En relación a lo que ha supuesto el reencuentro con el imaginario Kronen, Mañas revela a NAIZ que «siempre me pedían una continuación de ‘Historias del Kronen’. Parece que la gente se quedó con ganas de saber más pero fue tal el éxito que logró mi primera novela que me sentí apabullado por todo lo que le rodeó. Quería abandonar ese universo y buscar nuevas vías. Incluso llegué a renegar de todo aquello o, al menos, marcar una gran distancia. Por ese motivo, he encontrado un pequeño refugio creativo abordando otros género como el ensayo o la novela histórica. Pasado el tiempo y con la perspectiva que otorga la distancia, creí que merecía la pena retomar esa ruta que me he planteado como un juego pero respetando al máximo las constantes que impulsaron la creación de ‘Historias del Kronen’».
Una ruta tragicómica
Para el autor esas constantes se resumen en «un estilo que quiere ser subversivo y que encuentra su ruta entre tonalidades gamberras, desenfrenadas, humor negro y, por supuesto, subrayando un poco la mala leche». A estas tonalidades se ha sumado un oportuno toque de tragicomedia ya que, en opinión de Mañas, «el tiempo y la conducta han dejado su huella en el personaje de Carlos, que siempre fue fiel a su viaje salvaje por la vida.

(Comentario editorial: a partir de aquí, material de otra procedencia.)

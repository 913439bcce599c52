//! The normal store implementation: one writer task drains a FIFO queue.
//!
//! Producers enqueue mutations and reads from any task and return
//! immediately; a dedicated writer applies them one at a time in enqueue
//! order, giving strict single-writer ordering without locking every call.
//! Mutations and reads share one queue, so a queued read observes exactly
//! the mutations enqueued before it.

use std::any::Any;
use std::panic::{catch_unwind, resume_unwind, AssertUnwindSafe};
use std::sync::Arc;

use parking_lot::RwLock;
use tokio::sync::mpsc;
use uuid::Uuid;

use crate::purity::PurityViolation;
use crate::state::State;

use super::subscribers::{StateStream, Subscribers};
use super::{StateReader, StateReducer, StateStore};

enum StoreOperation<S> {
    Mutate(StateReducer<S>),
    Read(StateReader<S>),
}

pub struct SerializedStateStore<S: State> {
    shared: Arc<Shared<S>>,
    op_tx: mpsc::UnboundedSender<StoreOperation<S>>,
}

struct Shared<S> {
    id: Uuid,
    current: RwLock<S>,
    subscribers: Subscribers<S>,
}

impl<S: State> SerializedStateStore<S> {
    /// Create the store and spawn its writer task. Must be called from
    /// within a tokio runtime.
    pub fn new(initial: S) -> Self {
        let (op_tx, op_rx) = mpsc::unbounded_channel();
        let shared = Arc::new(Shared {
            id: Uuid::new_v4(),
            current: RwLock::new(initial),
            subscribers: Subscribers::new(),
        });
        tracing::debug!(store_id = %shared.id, "state store writer starting");
        tokio::spawn(run_writer(Arc::clone(&shared), op_rx));
        Self { shared, op_tx }
    }

    /// Overwrite the current state immediately and republish it through the
    /// writer so subscribers observe it in commit order. Used when a mockable
    /// router carries state across a behavior switch.
    pub(crate) fn mirror(&self, state: S) {
        *self.shared.current.write() = state.clone();
        self.set_state(Box::new(move |_| state));
    }

    fn enqueue(&self, op: StoreOperation<S>) {
        if self.op_tx.send(op).is_err() {
            tracing::trace!(store_id = %self.shared.id, "operation dropped (writer stopped)");
        }
    }
}

impl<S: State> StateStore<S> for SerializedStateStore<S> {
    fn state(&self) -> S {
        self.shared.current.read().clone()
    }

    fn with_state(&self, read: StateReader<S>) {
        self.enqueue(StoreOperation::Read(read));
    }

    fn set_state(&self, reducer: StateReducer<S>) {
        self.enqueue(StoreOperation::Mutate(reducer));
    }

    fn subscribe(&self) -> StateStream<S> {
        self.shared
            .subscribers
            .attach_queued(|| self.shared.current.read().clone())
    }
}

async fn run_writer<S: State>(
    shared: Arc<Shared<S>>,
    mut op_rx: mpsc::UnboundedReceiver<StoreOperation<S>>,
) {
    while let Some(op) = op_rx.recv().await {
        match op {
            StoreOperation::Mutate(reducer) => apply(&shared, reducer).await,
            StoreOperation::Read(read) => {
                let snapshot = shared.current.read().clone();
                read(snapshot);
            }
        }
    }
    tracing::debug!(store_id = %shared.id, "state store writer stopped");
}

async fn apply<S: State>(shared: &Arc<Shared<S>>, reducer: StateReducer<S>) {
    let previous = shared.current.read().clone();
    // Commits are all-or-nothing: a panicking reducer leaves the state
    // untouched and must not take the queue down with it.
    let next = match catch_unwind(AssertUnwindSafe(move || reducer(previous))) {
        Ok(next) => next,
        Err(payload) => {
            tracing::error!(
                store_id = %shared.id,
                panic = panic_message(payload.as_ref()),
                "reducer panicked; mutation dropped"
            );
            if payload.is::<PurityViolation>() {
                // Impure reducers are a programmer error; fail fast.
                resume_unwind(payload);
            }
            return;
        }
    };
    shared
        .subscribers
        .publish(&next, || *shared.current.write() = next.clone())
        .await;
}

fn panic_message(payload: &(dyn Any + Send)) -> &str {
    if let Some(violation) = payload.downcast_ref::<PurityViolation>() {
        &violation.message
    } else if let Some(message) = payload.downcast_ref::<&str>() {
        message
    } else if let Some(message) = payload.downcast_ref::<String>() {
        message
    } else {
        "non-string panic payload"
    }
}

#[cfg(test)]
mod tests {
    use super::*;

    #[derive(Clone, PartialEq, Debug)]
    struct Counter {
        count: i64,
    }

    impl State for Counter {}

    #[tokio::test]
    async fn mutations_apply_in_enqueue_order() {
        let store = SerializedStateStore::new(Counter { count: 0 });
        store.set_state(Box::new(|s| Counter { count: s.count + 1 }));
        store.set_state(Box::new(|s| Counter { count: s.count * 10 }));

        let (tx, rx) = tokio::sync::oneshot::channel();
        store.with_state(Box::new(move |s| {
            let _ = tx.send(s);
        }));
        assert_eq!(rx.await.unwrap().count, 10);
    }

    #[tokio::test]
    async fn queued_read_runs_before_later_mutations() {
        let store = SerializedStateStore::new(Counter { count: 0 });
        store.set_state(Box::new(|s| Counter { count: s.count + 1 }));

        let (tx, rx) = tokio::sync::oneshot::channel();
        store.with_state(Box::new(move |s| {
            let _ = tx.send(s.count);
        }));
        store.set_state(Box::new(|s| Counter { count: s.count + 100 }));

        // The read holds its queue position: it sees the +1 but not the +100
        // enqueued after it.
        assert_eq!(rx.await.unwrap(), 1);

        let (tx, rx) = tokio::sync::oneshot::channel();
        store.with_state(Box::new(move |s| {
            let _ = tx.send(s.count);
        }));
        assert_eq!(rx.await.unwrap(), 101);
    }

    #[tokio::test]
    async fn panicking_reducer_does_not_stop_the_queue() {
        let store = SerializedStateStore::new(Counter { count: 0 });
        store.set_state(Box::new(|_| panic!("broken reducer")));
        store.set_state(Box::new(|s| Counter { count: s.count + 5 }));

        let (tx, rx) = tokio::sync::oneshot::channel();
        store.with_state(Box::new(move |s| {
            let _ = tx.send(s);
        }));
        assert_eq!(rx.await.unwrap().count, 5);
    }

    #[tokio::test]
    async fn subscriber_starts_with_current_state() {
        let store = SerializedStateStore::new(Counter { count: 3 });
        let mut stream = store.subscribe();
        assert_eq!(stream.next().await, Some(Counter { count: 3 }));
    }
}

Ahora es él la voz narradora de ‘La última juerga’. Esta sentenciado por un cáncer terminal y se reencuentra con Pedro, el menos enloquecido de aquel grupo de amigos. Juntos, cual ‘Hermandad de la Costa’, optan por dejar en casa su brújula para embarcarse en una última juerga que los aleja de Madrid. Este elemento también quería incluirlo en el libro, desprotegerlos de la escenografía de Madrid y ubicarlos en otro entorno que me permitiese destacar lo errático que suponía este viaje y colocarlos ante la demoledora realidad de que ya no tienen 25 años».
Finalmente, y en relación a la propia ruta que podría seguir ‘La última juerga’, su autor revela que «lo ignoro. Recuerdo que hubo mucha gente que me dijo que ‘Historias del Kronen’ no era literatura, que era cine. Montxo Armendariz aportó su mirada personal a lo que yo escribí y me resultó muy interesante porque otro creador aportaba y enriquecía lo que yo había escrito mediante un lenguaje diferente. Después fueron adaptadas ‘Mensaka’ y ‘Soy un escritor frustrado’. Hoy en día ha irrumpido con una fuerza abrumadora la opción de las series que, cuando yo era más joven, siempre habían sido consideradas como algo muy inferior en calidad al medio cinematográfico. La distancia que otorga una serie a una novela puede resultar una opción muy interesante».